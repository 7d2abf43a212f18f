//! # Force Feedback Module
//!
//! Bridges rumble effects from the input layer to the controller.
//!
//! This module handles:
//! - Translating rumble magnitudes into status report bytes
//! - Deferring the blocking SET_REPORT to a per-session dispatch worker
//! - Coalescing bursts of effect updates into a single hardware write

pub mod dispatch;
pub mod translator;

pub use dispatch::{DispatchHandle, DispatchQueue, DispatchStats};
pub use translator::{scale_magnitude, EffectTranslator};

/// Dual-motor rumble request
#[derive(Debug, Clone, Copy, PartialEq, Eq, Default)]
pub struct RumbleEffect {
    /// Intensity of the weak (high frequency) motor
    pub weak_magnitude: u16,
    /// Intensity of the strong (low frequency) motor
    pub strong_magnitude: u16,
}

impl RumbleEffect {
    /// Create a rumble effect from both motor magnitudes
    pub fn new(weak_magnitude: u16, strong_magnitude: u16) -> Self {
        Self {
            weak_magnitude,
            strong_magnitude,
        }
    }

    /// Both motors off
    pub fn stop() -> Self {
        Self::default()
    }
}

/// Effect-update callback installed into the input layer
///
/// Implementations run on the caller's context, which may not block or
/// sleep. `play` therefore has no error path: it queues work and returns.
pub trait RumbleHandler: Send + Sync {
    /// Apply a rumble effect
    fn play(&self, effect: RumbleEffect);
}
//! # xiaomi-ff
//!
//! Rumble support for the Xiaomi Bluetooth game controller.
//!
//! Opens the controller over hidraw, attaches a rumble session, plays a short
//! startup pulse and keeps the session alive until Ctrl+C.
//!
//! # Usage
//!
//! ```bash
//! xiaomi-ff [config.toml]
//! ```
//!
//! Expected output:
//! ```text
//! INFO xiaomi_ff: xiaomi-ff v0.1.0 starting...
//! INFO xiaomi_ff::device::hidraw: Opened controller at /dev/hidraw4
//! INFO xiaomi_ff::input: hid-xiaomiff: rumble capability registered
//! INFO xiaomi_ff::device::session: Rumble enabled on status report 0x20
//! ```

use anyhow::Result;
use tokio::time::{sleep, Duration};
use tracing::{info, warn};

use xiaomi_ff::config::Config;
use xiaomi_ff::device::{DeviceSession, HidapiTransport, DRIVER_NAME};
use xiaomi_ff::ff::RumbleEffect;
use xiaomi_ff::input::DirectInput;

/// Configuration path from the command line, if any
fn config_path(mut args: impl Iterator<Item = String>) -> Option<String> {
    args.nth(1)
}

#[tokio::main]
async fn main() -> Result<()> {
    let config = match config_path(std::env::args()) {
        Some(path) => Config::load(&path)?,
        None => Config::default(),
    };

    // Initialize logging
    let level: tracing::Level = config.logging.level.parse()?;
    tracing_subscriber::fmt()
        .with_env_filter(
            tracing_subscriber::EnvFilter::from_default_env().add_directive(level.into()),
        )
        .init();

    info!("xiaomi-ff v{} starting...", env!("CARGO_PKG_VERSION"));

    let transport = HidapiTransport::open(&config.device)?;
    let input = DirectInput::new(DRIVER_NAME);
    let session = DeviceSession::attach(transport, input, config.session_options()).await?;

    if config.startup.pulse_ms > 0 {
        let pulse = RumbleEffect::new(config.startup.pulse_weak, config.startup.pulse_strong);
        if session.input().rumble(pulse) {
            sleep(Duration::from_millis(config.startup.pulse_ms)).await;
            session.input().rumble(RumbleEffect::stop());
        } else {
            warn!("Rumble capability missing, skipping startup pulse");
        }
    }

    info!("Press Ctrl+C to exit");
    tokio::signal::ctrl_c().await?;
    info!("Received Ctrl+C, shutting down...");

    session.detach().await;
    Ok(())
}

-=-=-=-=-

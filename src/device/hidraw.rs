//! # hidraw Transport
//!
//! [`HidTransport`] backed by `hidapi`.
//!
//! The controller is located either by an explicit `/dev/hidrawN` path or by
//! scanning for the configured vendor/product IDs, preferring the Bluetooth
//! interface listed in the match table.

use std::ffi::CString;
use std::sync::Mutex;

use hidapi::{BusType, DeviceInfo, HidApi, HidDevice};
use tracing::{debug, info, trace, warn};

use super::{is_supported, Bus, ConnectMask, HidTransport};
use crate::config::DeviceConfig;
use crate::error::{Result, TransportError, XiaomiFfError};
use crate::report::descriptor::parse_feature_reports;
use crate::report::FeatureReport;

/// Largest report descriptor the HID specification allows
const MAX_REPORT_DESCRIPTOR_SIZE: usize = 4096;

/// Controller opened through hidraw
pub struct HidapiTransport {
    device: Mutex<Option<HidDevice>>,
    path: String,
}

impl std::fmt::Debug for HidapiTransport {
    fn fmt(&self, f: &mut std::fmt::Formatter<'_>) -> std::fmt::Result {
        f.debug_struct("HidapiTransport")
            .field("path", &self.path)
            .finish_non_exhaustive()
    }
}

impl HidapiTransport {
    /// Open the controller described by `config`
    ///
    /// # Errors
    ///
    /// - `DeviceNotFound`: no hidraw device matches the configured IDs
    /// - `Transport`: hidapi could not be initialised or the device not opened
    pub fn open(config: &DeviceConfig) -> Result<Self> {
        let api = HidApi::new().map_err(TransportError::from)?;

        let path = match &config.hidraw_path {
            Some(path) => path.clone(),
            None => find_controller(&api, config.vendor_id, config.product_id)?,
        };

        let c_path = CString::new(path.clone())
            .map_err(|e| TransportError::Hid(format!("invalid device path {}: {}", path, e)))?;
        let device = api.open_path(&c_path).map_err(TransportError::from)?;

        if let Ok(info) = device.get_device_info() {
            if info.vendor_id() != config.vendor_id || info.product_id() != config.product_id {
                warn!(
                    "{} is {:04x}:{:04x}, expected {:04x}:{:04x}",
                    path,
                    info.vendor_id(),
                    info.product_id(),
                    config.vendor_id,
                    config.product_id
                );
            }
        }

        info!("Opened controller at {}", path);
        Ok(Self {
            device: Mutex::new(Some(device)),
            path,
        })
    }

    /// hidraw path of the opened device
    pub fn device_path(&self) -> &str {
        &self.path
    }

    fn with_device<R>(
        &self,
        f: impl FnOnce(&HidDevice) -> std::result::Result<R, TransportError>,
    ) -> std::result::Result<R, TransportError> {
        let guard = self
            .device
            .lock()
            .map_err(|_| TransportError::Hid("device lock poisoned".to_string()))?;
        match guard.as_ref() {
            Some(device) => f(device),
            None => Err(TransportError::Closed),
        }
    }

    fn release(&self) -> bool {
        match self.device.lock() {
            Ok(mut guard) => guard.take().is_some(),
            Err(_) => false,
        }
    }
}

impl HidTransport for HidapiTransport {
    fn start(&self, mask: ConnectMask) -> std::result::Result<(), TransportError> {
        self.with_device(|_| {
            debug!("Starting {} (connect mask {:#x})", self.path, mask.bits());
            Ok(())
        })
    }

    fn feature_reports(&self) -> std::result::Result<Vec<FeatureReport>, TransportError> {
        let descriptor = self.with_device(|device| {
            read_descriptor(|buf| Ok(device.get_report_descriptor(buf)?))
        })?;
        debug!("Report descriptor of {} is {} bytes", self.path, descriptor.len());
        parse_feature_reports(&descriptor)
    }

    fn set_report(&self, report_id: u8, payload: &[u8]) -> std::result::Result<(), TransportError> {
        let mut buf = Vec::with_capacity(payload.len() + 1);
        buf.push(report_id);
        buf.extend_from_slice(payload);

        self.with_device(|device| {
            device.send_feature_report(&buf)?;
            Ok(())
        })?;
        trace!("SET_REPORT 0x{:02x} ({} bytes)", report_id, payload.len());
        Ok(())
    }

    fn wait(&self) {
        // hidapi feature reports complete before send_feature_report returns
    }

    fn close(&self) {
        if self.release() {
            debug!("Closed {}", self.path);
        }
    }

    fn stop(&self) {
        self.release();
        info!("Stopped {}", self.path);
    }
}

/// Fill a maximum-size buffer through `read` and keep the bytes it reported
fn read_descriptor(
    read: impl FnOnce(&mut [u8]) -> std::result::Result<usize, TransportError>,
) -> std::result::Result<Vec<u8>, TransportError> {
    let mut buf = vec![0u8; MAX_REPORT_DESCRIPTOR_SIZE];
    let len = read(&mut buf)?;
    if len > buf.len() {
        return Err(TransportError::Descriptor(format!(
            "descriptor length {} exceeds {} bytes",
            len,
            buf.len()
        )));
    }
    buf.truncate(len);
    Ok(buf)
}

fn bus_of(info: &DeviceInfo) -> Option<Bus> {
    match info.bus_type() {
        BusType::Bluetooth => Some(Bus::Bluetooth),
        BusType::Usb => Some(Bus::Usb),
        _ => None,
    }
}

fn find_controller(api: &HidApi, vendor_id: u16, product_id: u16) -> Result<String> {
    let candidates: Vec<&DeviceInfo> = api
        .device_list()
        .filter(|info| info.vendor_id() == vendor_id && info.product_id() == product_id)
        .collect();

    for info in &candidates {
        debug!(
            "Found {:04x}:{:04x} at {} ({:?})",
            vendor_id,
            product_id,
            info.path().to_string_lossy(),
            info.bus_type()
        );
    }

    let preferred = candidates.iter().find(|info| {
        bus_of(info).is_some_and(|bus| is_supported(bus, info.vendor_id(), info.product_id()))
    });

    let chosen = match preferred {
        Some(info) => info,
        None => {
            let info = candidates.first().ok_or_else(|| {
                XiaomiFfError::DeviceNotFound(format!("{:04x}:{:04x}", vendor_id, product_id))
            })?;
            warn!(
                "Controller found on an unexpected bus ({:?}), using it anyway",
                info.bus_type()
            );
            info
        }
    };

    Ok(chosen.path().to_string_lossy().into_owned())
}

-=-=-=-=-

■ **WHAT YOU NEED TO DO**: Look through the listing above. Pick out each line with "Duration" and copy it.

■ **WRITTEN RESPONSE**:
use tokio::time::{sleep, Duration};
            sleep(Duration::from_millis(config.startup.pulse_ms)).await;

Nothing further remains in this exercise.